------ Excerpted data

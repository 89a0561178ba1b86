//! Service error types with HTTP status code mapping.
//!
//! [`PusherError`] is the central error type. Each variant maps to a
//! specific HTTP status code and structured JSON error response. The hub
//! itself never returns errors: peer-local failures are contained at the
//! peer and resolved by unregistration.

use axum::http::StatusCode;
use axum::response::{IntoResponse, Response};
use serde::Serialize;
use utoipa::ToSchema;

/// Structured JSON error response body.
///
/// All error responses follow this shape:
/// ```json
/// {
///   "error": {
///     "code": 1001,
///     "message": "invalid request: title must not be empty",
///     "details": null
///   }
/// }
/// ```
#[derive(Debug, Serialize, ToSchema)]
pub struct ErrorResponse {
    /// Structured error payload.
    pub error: ErrorBody,
}

/// Inner error body with numeric code and human-readable message.
#[derive(Debug, Serialize, ToSchema)]
pub struct ErrorBody {
    /// Numeric error code.
    pub code: u32,
    /// Human-readable error message.
    pub message: String,
    /// Optional additional details.
    #[serde(skip_serializing_if = "Option::is_none")]
    pub details: Option<String>,
}

/// Server-side error enum with HTTP status code mapping.
///
/// # Error Code Ranges
///
/// | Range     | Category        | HTTP Status               |
/// |-----------|-----------------|---------------------------|
/// | 1000–1999 | Validation      | 400 Bad Request           |
/// | 2000–2999 | Not Found       | 404 Not Found             |
/// | 3000–3999 | Server          | 500 Internal Server Error |
/// | 5000–5999 | Event bus       | 502 Bad Gateway           |
#[derive(Debug, thiserror::Error)]
pub enum PusherError {
    /// Request validation failed.
    #[error("invalid request: {0}")]
    InvalidRequest(String),

    /// Feed with the given ID was not found.
    #[error("feed not found: {0}")]
    FeedNotFound(String),

    /// Persistence layer failure.
    #[error("persistence error: {0}")]
    PersistenceError(String),

    /// The event bus rejected a publish or subscribe, or is closed.
    #[error("event bus error: {0}")]
    EventBus(String),

    /// A notification could not be encoded for the bus or the wire.
    #[error("encode error: {0}")]
    Encode(String),

    /// A bus frame could not be decoded into a notification.
    #[error("decode error: {0}")]
    Decode(String),

    /// Internal server error.
    #[error("internal error: {0}")]
    Internal(String),
}

impl PusherError {
    /// Returns the numeric error code for this variant.
    #[must_use]
    pub const fn error_code(&self) -> u32 {
        match self {
            Self::InvalidRequest(_) => 1001,
            Self::FeedNotFound(_) => 2001,
            Self::Internal(_) => 3000,
            Self::PersistenceError(_) => 3001,
            Self::Encode(_) => 3002,
            Self::EventBus(_) => 5001,
            Self::Decode(_) => 5002,
        }
    }

    /// Returns the HTTP status code for this variant.
    #[must_use]
    pub const fn status_code(&self) -> StatusCode {
        match self {
            Self::InvalidRequest(_) => StatusCode::BAD_REQUEST,
            Self::FeedNotFound(_) => StatusCode::NOT_FOUND,
            Self::PersistenceError(_) | Self::Encode(_) | Self::Internal(_) => {
                StatusCode::INTERNAL_SERVER_ERROR
            }
            Self::EventBus(_) | Self::Decode(_) => StatusCode::BAD_GATEWAY,
        }
    }
}

impl From<sqlx::Error> for PusherError {
    fn from(err: sqlx::Error) -> Self {
        Self::PersistenceError(err.to_string())
    }
}

impl IntoResponse for PusherError {
    fn into_response(self) -> Response {
        let status = self.status_code();
        let body = ErrorResponse {
            error: ErrorBody {
                code: self.error_code(),
                message: self.to_string(),
                details: None,
            },
        };
        let mut response = axum::Json(body).into_response();
        *response.status_mut() = status;
        response
    }
}
//! In-process event store.
//!
//! [`InMemoryEventStore`] keeps one [`tokio::sync::broadcast`] channel per
//! subject and carries encoded frames on it, so subscribers go through the
//! same decode path a network bus would require. When a channel's ring
//! buffer is full the oldest frames are dropped for lagging receivers.

use std::collections::HashMap;

use async_trait::async_trait;
use axum::body::Bytes;
use parking_lot::Mutex;
use tokio::sync::{broadcast, mpsc};
use tracing::{debug, warn};

use super::store::{CreatedFeedHandler, EventStore, SUBSCRIPTION_QUEUE_CAPACITY, Subscription};
use super::{CREATED_FEED_SUBJECT, CreatedFeedMessage};
use crate::domain::Feed;
use crate::error::PusherError;

/// Subject-keyed broadcast bus living inside the process.
#[derive(Debug)]
pub struct InMemoryEventStore {
    capacity: usize,
    /// `None` once the store is closed.
    subjects: Mutex<Option<HashMap<String, broadcast::Sender<Bytes>>>>,
}

impl InMemoryEventStore {
    /// Creates a store whose per-subject channels hold `capacity` frames.
    #[must_use]
    pub fn new(capacity: usize) -> Self {
        Self {
            capacity: capacity.max(1),
            subjects: Mutex::new(Some(HashMap::new())),
        }
    }

    fn sender(&self, subject: &str) -> Result<broadcast::Sender<Bytes>, PusherError> {
        let mut guard = self.subjects.lock();
        let subjects = guard
            .as_mut()
            .ok_or_else(|| PusherError::EventBus("event store is closed".to_string()))?;
        let sender = subjects
            .entry(subject.to_string())
            .or_insert_with(|| broadcast::channel(self.capacity).0);
        Ok(sender.clone())
    }

    /// Publishes a raw frame on `subject`.
    ///
    /// Returns the number of subscribers that will see the frame. A frame
    /// published with no subscribers is dropped.
    ///
    /// # Errors
    ///
    /// Returns [`PusherError::EventBus`] if the store is closed.
    pub fn publish_frame(&self, subject: &str, frame: Bytes) -> Result<usize, PusherError> {
        let sender = self.sender(subject)?;
        Ok(sender.send(frame).unwrap_or(0))
    }

    /// Subscribes to raw frames on `subject`.
    ///
    /// # Errors
    ///
    /// Returns [`PusherError::EventBus`] if the store is closed.
    pub fn subscribe_frames(&self, subject: &str) -> Result<broadcast::Receiver<Bytes>, PusherError> {
        Ok(self.sender(subject)?.subscribe())
    }

    /// Returns the number of live subscribers on `subject`.
    #[must_use]
    pub fn receiver_count(&self, subject: &str) -> usize {
        self.subjects
            .lock()
            .as_ref()
            .and_then(|subjects| subjects.get(subject))
            .map_or(0, broadcast::Sender::receiver_count)
    }
}

/// Waits for the next decodable `CreatedFeed` frame.
///
/// Returns `None` once the channel is closed.
async fn next_created_feed(rx: &mut broadcast::Receiver<Bytes>) -> Option<CreatedFeedMessage> {
    loop {
        match rx.recv().await {
            Ok(frame) => match CreatedFeedMessage::decode(&frame) {
                Ok(message) => return Some(message),
                Err(e) => warn!(error = %e, "dropping undecodable CreatedFeed frame"),
            },
            Err(broadcast::error::RecvError::Lagged(n)) => {
                warn!(lagged = n, "subscriber lagged behind event store");
            }
            Err(broadcast::error::RecvError::Closed) => return None,
        }
    }
}

#[async_trait]
impl EventStore for InMemoryEventStore {
    async fn publish_created_feed(&self, feed: &Feed) -> Result<(), PusherError> {
        let frame = CreatedFeedMessage::from(feed).encode()?;
        let receivers = self.publish_frame(CREATED_FEED_SUBJECT, Bytes::from(frame))?;
        debug!(feed_id = %feed.id, receivers, "published CreatedFeed");
        Ok(())
    }

    async fn on_created_feed(
        &self,
        handler: CreatedFeedHandler,
    ) -> Result<Subscription, PusherError> {
        let mut rx = self.subscribe_frames(CREATED_FEED_SUBJECT)?;
        let task = tokio::spawn(async move {
            while let Some(message) = next_created_feed(&mut rx).await {
                handler(message);
            }
            debug!("CreatedFeed callback subscription ended");
        });
        Ok(Subscription::new(CREATED_FEED_SUBJECT, task))
    }

    async fn subscribe_created_feed(
        &self,
    ) -> Result<mpsc::Receiver<CreatedFeedMessage>, PusherError> {
        let mut rx = self.subscribe_frames(CREATED_FEED_SUBJECT)?;
        let (tx, queue) = mpsc::channel(SUBSCRIPTION_QUEUE_CAPACITY);
        tokio::spawn(async move {
            while let Some(message) = next_created_feed(&mut rx).await {
                if tx.send(message).await.is_err() {
                    break;
                }
            }
            debug!("CreatedFeed queue subscription ended");
        });
        Ok(queue)
    }

    async fn close(&self) -> Result<(), PusherError> {
        // Dropping the senders ends every subscription once drained.
        if self.subjects.lock().take().is_some() {
            debug!("event store closed");
        }
        Ok(())
    }
}
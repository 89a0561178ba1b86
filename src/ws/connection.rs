//! Per-connection read and write loops.
//!
//! A registered peer runs two concurrent loops that share the peer's
//! outbound queue and disconnect signal:
//!
//! - the **read loop** echoes data frames back onto the outbound queue and
//!   unregisters the peer once the connection ends;
//! - the **write loop** drains the outbound queue and sends a keepalive
//!   ping on every tick, closing the peer on the first write failure.
//!
//! Every write races the disconnect signal, so closing a peer ends its
//! loops even when the socket has stopped accepting data.

use std::fmt::Display;
use std::time::Duration;

use axum::body::Bytes;
use axum::extract::ws::{Message, Utf8Bytes};
use futures_util::{Sink, SinkExt, Stream, StreamExt};
use tokio::sync::mpsc;
use tokio::time::MissedTickBehavior;
use tracing::{debug, trace};

use crate::hub::{Hub, Outbound, Peer};

/// Body of keepalive ping frames.
const KEEPALIVE_PAYLOAD: &[u8] = b"keepalive";

/// How long the closing handshake may take once the peer is closed.
const CLOSE_GRACE: Duration = Duration::from_secs(1);

/// Runs both loops for an already registered peer until the connection
/// ends, then unregisters it.
///
/// The write loop runs on its own task; the read loop runs on the
/// caller's.
#[tracing::instrument(skip_all, fields(peer_id = %peer.id()))]
pub async fn run_connection<S, R>(
    hub: Hub,
    peer: Peer,
    outbound_rx: mpsc::Receiver<Outbound>,
    sink: S,
    stream: R,
) where
    S: Sink<Message> + Unpin + Send + 'static,
    S::Error: Display,
    R: Stream<Item = Result<Message, axum::Error>> + Unpin,
{
    let keepalive = hub.config().keepalive_interval;
    let writer = tokio::spawn(write_loop(peer.clone(), outbound_rx, sink, keepalive));

    read_loop(&peer, stream).await;
    hub.unregister(&peer).await;

    if let Err(e) = writer.await {
        debug!(error = %e, "write task ended abnormally");
    }
    debug!(age_ms = peer.age().as_millis(), "connection closed");
}

/// Reads frames until the stream ends, fails, or the peer is closed.
async fn read_loop<R>(peer: &Peer, mut stream: R)
where
    R: Stream<Item = Result<Message, axum::Error>> + Unpin,
{
    loop {
        let frame = tokio::select! {
            () = peer.closed() => break,
            frame = stream.next() => frame,
        };

        let echo = match frame {
            Some(Ok(Message::Text(text))) => Outbound::Text(Bytes::from(text)),
            Some(Ok(Message::Binary(data))) => Outbound::Binary(data),
            Some(Ok(Message::Pong(_))) => {
                trace!("pong received");
                continue;
            }
            Some(Ok(Message::Ping(_))) => continue,
            Some(Ok(Message::Close(_))) | None => {
                debug!("peer closed connection");
                break;
            }
            Some(Err(e)) => {
                debug!(error = %e, "read failed");
                break;
            }
        };

        trace!(len = echo.payload().len(), "echoing frame");
        if !peer.enqueue(echo).await {
            break;
        }
    }
}

/// Writes queued payloads and keepalive pings until a write fails or the
/// peer is closed. Always leaves the peer closed.
async fn write_loop<S>(
    peer: Peer,
    mut outbound_rx: mpsc::Receiver<Outbound>,
    mut sink: S,
    keepalive: Duration,
) where
    S: Sink<Message> + Unpin,
    S::Error: Display,
{
    let mut ticker = tokio::time::interval(keepalive);
    ticker.set_missed_tick_behavior(MissedTickBehavior::Delay);
    // The first tick completes immediately.
    let _ = ticker.tick().await;

    loop {
        tokio::select! {
            () = peer.closed() => break,
            frame = outbound_rx.recv() => {
                let Some(frame) = frame else { break };
                if !send_frame(&peer, &mut sink, data_frame(frame)).await {
                    break;
                }
            }
            _ = ticker.tick() => {
                let ping = Message::Ping(Bytes::from_static(KEEPALIVE_PAYLOAD));
                if !send_frame(&peer, &mut sink, ping).await {
                    break;
                }
                trace!("keepalive sent");
            }
        }
    }

    peer.close();
    let closing = async {
        let _ = sink.send(Message::Close(None)).await;
        let _ = sink.close().await;
    };
    if tokio::time::timeout(CLOSE_GRACE, closing).await.is_err() {
        debug!("closing handshake timed out");
    }
}

/// Writes one frame unless the peer is closed first.
///
/// Returns `false` if the frame was not written.
async fn send_frame<S>(peer: &Peer, sink: &mut S, frame: Message) -> bool
where
    S: Sink<Message> + Unpin,
    S::Error: Display,
{
    tokio::select! {
        () = peer.closed() => false,
        sent = sink.send(frame) => match sent {
            Ok(()) => true,
            Err(e) => {
                debug!(error = %e, "write failed");
                false
            }
        },
    }
}

/// Turns a queued entry into a wire frame without copying the payload.
fn data_frame(frame: Outbound) -> Message {
    match frame {
        Outbound::Text(payload) => match Utf8Bytes::try_from(payload.clone()) {
            Ok(text) => Message::Text(text),
            Err(_) => Message::Binary(payload),
        },
        Outbound::Binary(payload) => Message::Binary(payload),
    }
}
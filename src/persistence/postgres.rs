//! PostgreSQL implementation of the feed repository.

use std::time::Duration;

use async_trait::async_trait;
use chrono::{DateTime, Utc};
use sqlx::PgPool;
use sqlx::postgres::PgPoolOptions;

use super::FeedRepository;
use crate::config::PusherConfig;
use crate::domain::Feed;
use crate::error::PusherError;

/// PostgreSQL-backed feed store using `sqlx::PgPool`.
#[derive(Debug, Clone)]
pub struct PostgresFeedRepository {
    pool: PgPool,
}

impl PostgresFeedRepository {
    /// Creates a repository over an existing connection pool.
    #[must_use]
    pub fn new(pool: PgPool) -> Self {
        Self { pool }
    }

    /// Connects using the database settings in `config` and makes sure
    /// the `feeds` table exists.
    ///
    /// # Errors
    ///
    /// Returns a [`PusherError::PersistenceError`] if the database is
    /// unreachable or the schema cannot be created.
    pub async fn connect(config: &PusherConfig) -> Result<Self, PusherError> {
        let pool = PgPoolOptions::new()
            .max_connections(config.database_max_connections)
            .acquire_timeout(Duration::from_secs(config.database_connect_timeout_secs))
            .connect(&config.database_url)
            .await?;
        let repo = Self::new(pool);
        repo.ensure_schema().await?;
        Ok(repo)
    }

    /// Creates the `feeds` table if it does not exist.
    ///
    /// # Errors
    ///
    /// Returns a [`PusherError::PersistenceError`] on database failure.
    pub async fn ensure_schema(&self) -> Result<(), PusherError> {
        sqlx::query(
            "CREATE TABLE IF NOT EXISTS feeds (\
                id VARCHAR(64) PRIMARY KEY, \
                title TEXT NOT NULL, \
                description TEXT NOT NULL, \
                created_at TIMESTAMPTZ NOT NULL DEFAULT now()\
            )",
        )
        .execute(&self.pool)
        .await?;
        Ok(())
    }
}

#[async_trait]
impl FeedRepository for PostgresFeedRepository {
    async fn insert_feed(&self, feed: &Feed) -> Result<(), PusherError> {
        sqlx::query(
            "INSERT INTO feeds (id, title, description, created_at) VALUES ($1, $2, $3, $4)",
        )
        .bind(&feed.id)
        .bind(&feed.title)
        .bind(&feed.description)
        .bind(feed.created_at)
        .execute(&self.pool)
        .await?;
        Ok(())
    }

    async fn find_feed(&self, id: &str) -> Result<Option<Feed>, PusherError> {
        let row = sqlx::query_as::<_, (String, String, String, DateTime<Utc>)>(
            "SELECT id, title, description, created_at FROM feeds WHERE id = $1",
        )
        .bind(id)
        .fetch_optional(&self.pool)
        .await?;

        Ok(row.map(|(id, title, description, created_at)| Feed {
            id,
            title,
            description,
            created_at,
        }))
    }

    async fn list_feeds(&self) -> Result<Vec<Feed>, PusherError> {
        let rows = sqlx::query_as::<_, (String, String, String, DateTime<Utc>)>(
            "SELECT id, title, description, created_at FROM feeds ORDER BY created_at ASC",
        )
        .fetch_all(&self.pool)
        .await?;

        Ok(rows
            .into_iter()
            .map(|(id, title, description, created_at)| Feed {
                id,
                title,
                description,
                created_at,
            })
            .collect())
    }
}
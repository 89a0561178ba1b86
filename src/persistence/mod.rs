//! Persistence layer: durable storage of feed records.
//!
//! Provides the [`FeedRepository`] trait. [`PostgresFeedRepository`]
//! uses `sqlx::PgPool` for async PostgreSQL access;
//! [`InMemoryFeedRepository`] keeps records in process memory and is used
//! when persistence is disabled.

pub mod memory;
pub mod postgres;

use std::fmt;

use async_trait::async_trait;

use crate::domain::Feed;
use crate::error::PusherError;

pub use memory::InMemoryFeedRepository;
pub use postgres::PostgresFeedRepository;

/// Create/list store for feed records.
#[async_trait]
pub trait FeedRepository: Send + Sync + fmt::Debug {
    /// Stores a new feed.
    async fn insert_feed(&self, feed: &Feed) -> Result<(), PusherError>;

    /// Looks up one feed by id.
    async fn find_feed(&self, id: &str) -> Result<Option<Feed>, PusherError>;

    /// Returns all feeds, oldest first.
    async fn list_feeds(&self) -> Result<Vec<Feed>, PusherError>;
}
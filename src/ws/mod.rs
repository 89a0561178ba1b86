//! WebSocket layer: upgrade endpoint, per-connection loops, wire messages,
//! and the bridge from the event bus to the hub.
//!
//! The endpoint at `/ws` is push-only from the application's point of
//! view: peers receive a welcome message and every created feed; frames
//! they send are echoed back.

pub mod connection;
pub mod event_bridge;
pub mod handler;
pub mod messages;
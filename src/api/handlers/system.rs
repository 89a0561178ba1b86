//! System endpoints: health check.

use axum::extract::State;
use axum::http::StatusCode;
use axum::response::IntoResponse;
use axum::routing::get;
use axum::{Json, Router};
use chrono::Utc;
use serde::{Deserialize, Serialize};
use utoipa::ToSchema;

use crate::app_state::AppState;

/// Health check response.
#[derive(Debug, Clone, Serialize, Deserialize, ToSchema)]
pub struct HealthResponse {
    /// `"healthy"`, or `"degraded"` when the search index cannot be read.
    pub status: String,
    /// Number of WebSocket clients currently in the hub.
    pub peers: usize,
    /// Number of documents in the search index, if readable.
    #[serde(skip_serializing_if = "Option::is_none")]
    pub indexed: Option<u64>,
    /// Crate version.
    pub version: String,
    /// Server time (RFC 3339).
    pub timestamp: String,
}

/// `GET /health`: Service health status.
#[utoipa::path(
    get,
    path = "/health",
    tag = "System",
    summary = "Health check",
    description = "Returns service health status, connected client count, search index size, version, and current timestamp.",
    responses(
        (status = 200, description = "Service is healthy", body = HealthResponse),
        (status = 503, description = "Search index unavailable", body = HealthResponse),
    )
)]
pub async fn health_handler(State(state): State<AppState>) -> impl IntoResponse {
    let indexed = match state.search_service.count().await {
        Ok(count) => Some(count),
        Err(e) => {
            tracing::warn!(error = %e, "search index unavailable");
            None
        }
    };
    let (code, status) = if indexed.is_some() {
        (StatusCode::OK, "healthy")
    } else {
        (StatusCode::SERVICE_UNAVAILABLE, "degraded")
    };
    (
        code,
        Json(HealthResponse {
            status: status.to_string(),
            peers: state.hub.peer_count(),
            indexed,
            version: env!("CARGO_PKG_VERSION").to_string(),
            timestamp: Utc::now().to_rfc3339(),
        }),
    )
}

/// System routes mounted at the root level (not under /api/v1).
pub fn routes() -> Router<AppState> {
    Router::new().route("/health", get(health_handler))
}
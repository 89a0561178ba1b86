//! In-memory feed repository.

use async_trait::async_trait;
use tokio::sync::RwLock;

use super::FeedRepository;
use crate::domain::Feed;
use crate::error::PusherError;

/// Feed store backed by a `Vec` behind a [`tokio::sync::RwLock`].
#[derive(Debug, Default)]
pub struct InMemoryFeedRepository {
    feeds: RwLock<Vec<Feed>>,
}

impl InMemoryFeedRepository {
    /// Creates an empty repository.
    #[must_use]
    pub fn new() -> Self {
        Self::default()
    }
}

#[async_trait]
impl FeedRepository for InMemoryFeedRepository {
    async fn insert_feed(&self, feed: &Feed) -> Result<(), PusherError> {
        let mut feeds = self.feeds.write().await;
        if feeds.iter().any(|existing| existing.id == feed.id) {
            return Err(PusherError::InvalidRequest(format!(
                "feed {} already exists",
                feed.id
            )));
        }
        feeds.push(feed.clone());
        Ok(())
    }

    async fn find_feed(&self, id: &str) -> Result<Option<Feed>, PusherError> {
        Ok(self.feeds.read().await.iter().find(|feed| feed.id == id).cloned())
    }

    async fn list_feeds(&self) -> Result<Vec<Feed>, PusherError> {
        let mut feeds = self.feeds.read().await.clone();
        feeds.sort_by_key(|feed| feed.created_at);
        Ok(feeds)
    }
}
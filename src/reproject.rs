use tracing::{debug, instrument, trace};

use crate::domain::SortConfig;
use crate::dom::{Binding, Document, NodeId};
use crate::row::RowRecord;

/// Writes the model order onto the table body.
///
/// Emptying the body drops every binding below it, so the navigation
/// controls inside the rows are bound again afterwards. The binding carries
/// no target, the cell id is read from the control's attribute when it is
/// clicked.
#[instrument(skip_all, fields(rows = rows.len()))]
pub fn reproject(doc: &mut Document, body: NodeId, rows: &[RowRecord], config: &SortConfig) {
    doc.empty(body);
    for row in rows {
        doc.append_child(body, row.element);
    }

    let mut rebound = 0;
    for row in rows {
        for node in doc.descendants(row.element) {
            if doc.has_class(node, &config.jump_class) {
                trace!("Rebinding jump control {node:?}");
                doc.bind(node, Binding::Navigate);
                rebound += 1;
            }
        }
    }
    debug!("Reprojected {} rows, rebound {rebound} jump controls", rows.len());
}
use std::fmt;
use std::io::Error;
use std::time::Duration;

use derive_setters::Setters;
use polars::error::PolarsError;
use tracing_error::SpanTrace;

use crate::comparator::SortKey;
use crate::dom::NodeId;

#[derive(Debug)]
pub enum MSError {
    IoError(Error),
    PolarsError(PolarsError),
    LoadingFailed(String),
    UnknownFileType,
    MissingColumn(String),
    // A node the host page is expected to render could not be found.
    MissingElement { selector: String, span: SpanTrace },
}

impl MSError {
    pub fn missing(selector: impl Into<String>) -> Self {
        MSError::MissingElement {
            selector: selector.into(),
            span: SpanTrace::capture(),
        }
    }
}

impl fmt::Display for MSError {
    fn fmt(&self, f: &mut fmt::Formatter<'_>) -> fmt::Result {
        match self {
            MSError::IoError(e) => write!(f, "io error: {e}"),
            MSError::PolarsError(e) => write!(f, "polars error: {e}"),
            MSError::LoadingFailed(msg) => write!(f, "loading failed: {msg}"),
            MSError::UnknownFileType => write!(f, "unknown file type"),
            MSError::MissingColumn(name) => write!(f, "missing column \"{name}\""),
            MSError::MissingElement { selector, span } => {
                write!(f, "missing element \"{selector}\"\n{span}")
            }
        }
    }
}

impl std::error::Error for MSError {}

impl From<Error> for MSError {
    fn from(err: Error) -> Self {
        MSError::IoError(err)
    }
}

impl From<PolarsError> for MSError {
    fn from(err: PolarsError) -> Self {
        MSError::PolarsError(err)
    }
}

/// Names and timings the sorting session relies on. The defaults match the
/// scouts' log markup.
#[derive(Debug, Clone, Setters)]
#[setters(into)]
pub struct SortConfig {
    pub capability: String,
    pub poll_interval: Duration,
    pub panel_id: String,
    pub panel_content_class: String,
    pub options_class: String,
    pub table_id: String,
    pub button_class: String,
    pub style_id: String,
    pub jump_class: String,
    pub jump_attribute: String,
}

impl Default for SortConfig {
    fn default() -> Self {
        Self {
            capability: "mystic admin".to_string(),
            poll_interval: Duration::from_millis(100),
            panel_id: "slPanel".to_string(),
            panel_content_class: "slPanelContent".to_string(),
            options_class: "slOptions".to_string(),
            table_id: "sl-main-table".to_string(),
            button_class: "mysticSortButton".to_string(),
            style_id: "mysticSortButtonStyle".to_string(),
            jump_class: "slJumpToCell".to_string(),
            jump_attribute: "data-cell-id".to_string(),
        }
    }
}

impl SortConfig {
    pub fn body_selector(&self) -> String {
        format!("#{} > table > tbody", self.table_id)
    }

    pub fn header_selector(&self) -> String {
        format!("#{} > table > thead > tr", self.table_id)
    }
}

/// What a click on a bound node means to the session.
#[derive(Debug, Clone, Copy, PartialEq, Eq)]
pub enum Message {
    Sort(NodeId, SortKey),
    JumpToCell(u64),
}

------------

For every line above that holds the string "sent", add one to a count; give that count alone.

**Output of the exercise:** 2